» **Problem requirements**
Each line of the data below from the one holding "for (key, token)" to the one holding "its records. The", inclusive, is to be reproduced exactly; no other line belongs in the answer.

Stored data entries:
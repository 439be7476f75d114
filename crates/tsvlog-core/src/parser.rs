//! Parser — turns tab-delimited log lines into [`Record`]s.
//!
//! The first four tokens of a line are assigned positionally to `time`,
//! `host`, `level` and `subject`. Every later token is split on its first
//! `=` into a key and a value; a token without `=` is stored under `_`.
//! A key that is already present is prefixed with underscores until it is
//! free, so no token on a line is ever dropped or overwritten.
//!
//! Nothing is validated here. Unparseable timestamps travel through untouched
//! and are rejected by the [`Normalizer`](crate::normalizer::Normalizer).

use crate::config::ParserConfig;
use crate::error::{Error, Result};
use crate::types::{Record, BARE_KEY, PREFIX_KEYS};
use std::fs::File;
use std::io::{BufRead, BufReader, Lines};
use std::path::Path;

pub use crate::types::available_key;

/// Tokenizes log lines according to a [`ParserConfig`].
#[derive(Debug, Clone)]
pub struct LogRecordParser {
    config: ParserConfig,
}

impl Default for LogRecordParser {
    fn default() -> Self {
        Self {
            config: ParserConfig::default(),
        }
    }
}

impl LogRecordParser {
    pub fn new(config: ParserConfig) -> Result<Self> {
        if config.separator.is_empty() {
            return Err(Error::Config("parser.separator must not be empty".into()));
        }
        Ok(Self { config })
    }

    pub fn config(&self) -> &ParserConfig {
        &self.config
    }

    /// Tokenize a single line. Returns `None` only for a blank line when
    /// `skip_blank_lines` is set; otherwise a blank line is a record with an
    /// empty `time`.
    pub fn parse_line(&self, line: &str) -> Option<Record> {
        let line = line.trim();
        if line.is_empty() && self.config.skip_blank_lines {
            return None;
        }

        let mut tokens = line.split(self.config.separator.as_str());
        let mut record = Record::new();

        // `zip` polls the keys first, so the fifth token is left in `tokens`.
        for (key, token) in PREFIX_KEYS.iter().zip(tokens.by_ref()) {
            let token = if self.config.strip_decorations {
                undecorate(key, token)
            } else {
                token
            };
            record.insert(*key, token);
        }

        for token in tokens {
            match token.split_once('=') {
                Some((key, value)) => record.insert(key, value),
                None => record.insert(BARE_KEY, token),
            };
        }

        Some(record)
    }

    /// Open `path` read-only and return a lazy stream of its records. The
    /// file is closed when the stream is dropped.
    pub fn parse_file(&self, path: impl AsRef<Path>) -> Result<Records<BufReader<File>>> {
        let path = path.as_ref();
        let file = File::open(path).map_err(|source| Error::Open {
            path: path.to_path_buf(),
            source,
        })?;
        tracing::debug!(path = %path.display(), "opened log file");
        Ok(self.parse_reader(BufReader::new(file)))
    }

    pub fn parse_reader<R: BufRead>(&self, reader: R) -> Records<R> {
        Records {
            parser: self.clone(),
            lines: reader.lines(),
            failed: false,
        }
    }
}

/// Lazy stream of records, one per line of the underlying reader.
///
/// Yields `Err(Error::Read)` once if a line cannot be read, then stops.
pub struct Records<R> {
    parser: LogRecordParser,
    lines: Lines<R>,
    failed: bool,
}

impl<R: BufRead> Iterator for Records<R> {
    type Item = Result<Record>;

    fn next(&mut self) -> Option<Self::Item> {
        if self.failed {
            return None;
        }
        loop {
            let line = match self.lines.next()? {
                Ok(line) => line,
                Err(err) => {
                    self.failed = true;
                    return Some(Err(err.into()));
                }
            };
            if let Some(record) = self.parser.parse_line(&line) {
                return Some(Ok(record));
            }
        }
    }
}

/// Strip the `[time]\t[host]\tLEVEL:` wrapping some emitters put around the
/// prefix tokens.
fn undecorate<'a>(key: &str, token: &'a str) -> &'a str {
    match key {
        "time" | "host" => token
            .strip_prefix('[')
            .and_then(|t| t.strip_suffix(']'))
            .unwrap_or(token),
        "level" => token.strip_suffix(':').unwrap_or(token),
        _ => token,
    }
}

// ---------------------------------------------------------------------------
// Tests
// ---------------------------------------------------------------------------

» **Final answer**
        for (key, token) in PREFIX_KEYS.iter().zip(tokens.by_ref()) {
            let token = if self.config.strip_decorations {
                undecorate(key, token)
            } else {
                token
            };
            record.insert(*key, token);
        }

        for token in tokens {
            match token.split_once('=') {
                Some((key, value)) => record.insert(key, value),
                None => record.insert(BARE_KEY, token),
            };
        }

        Some(record)
    }

    /// Open `path` read-only and return a lazy stream of its records. The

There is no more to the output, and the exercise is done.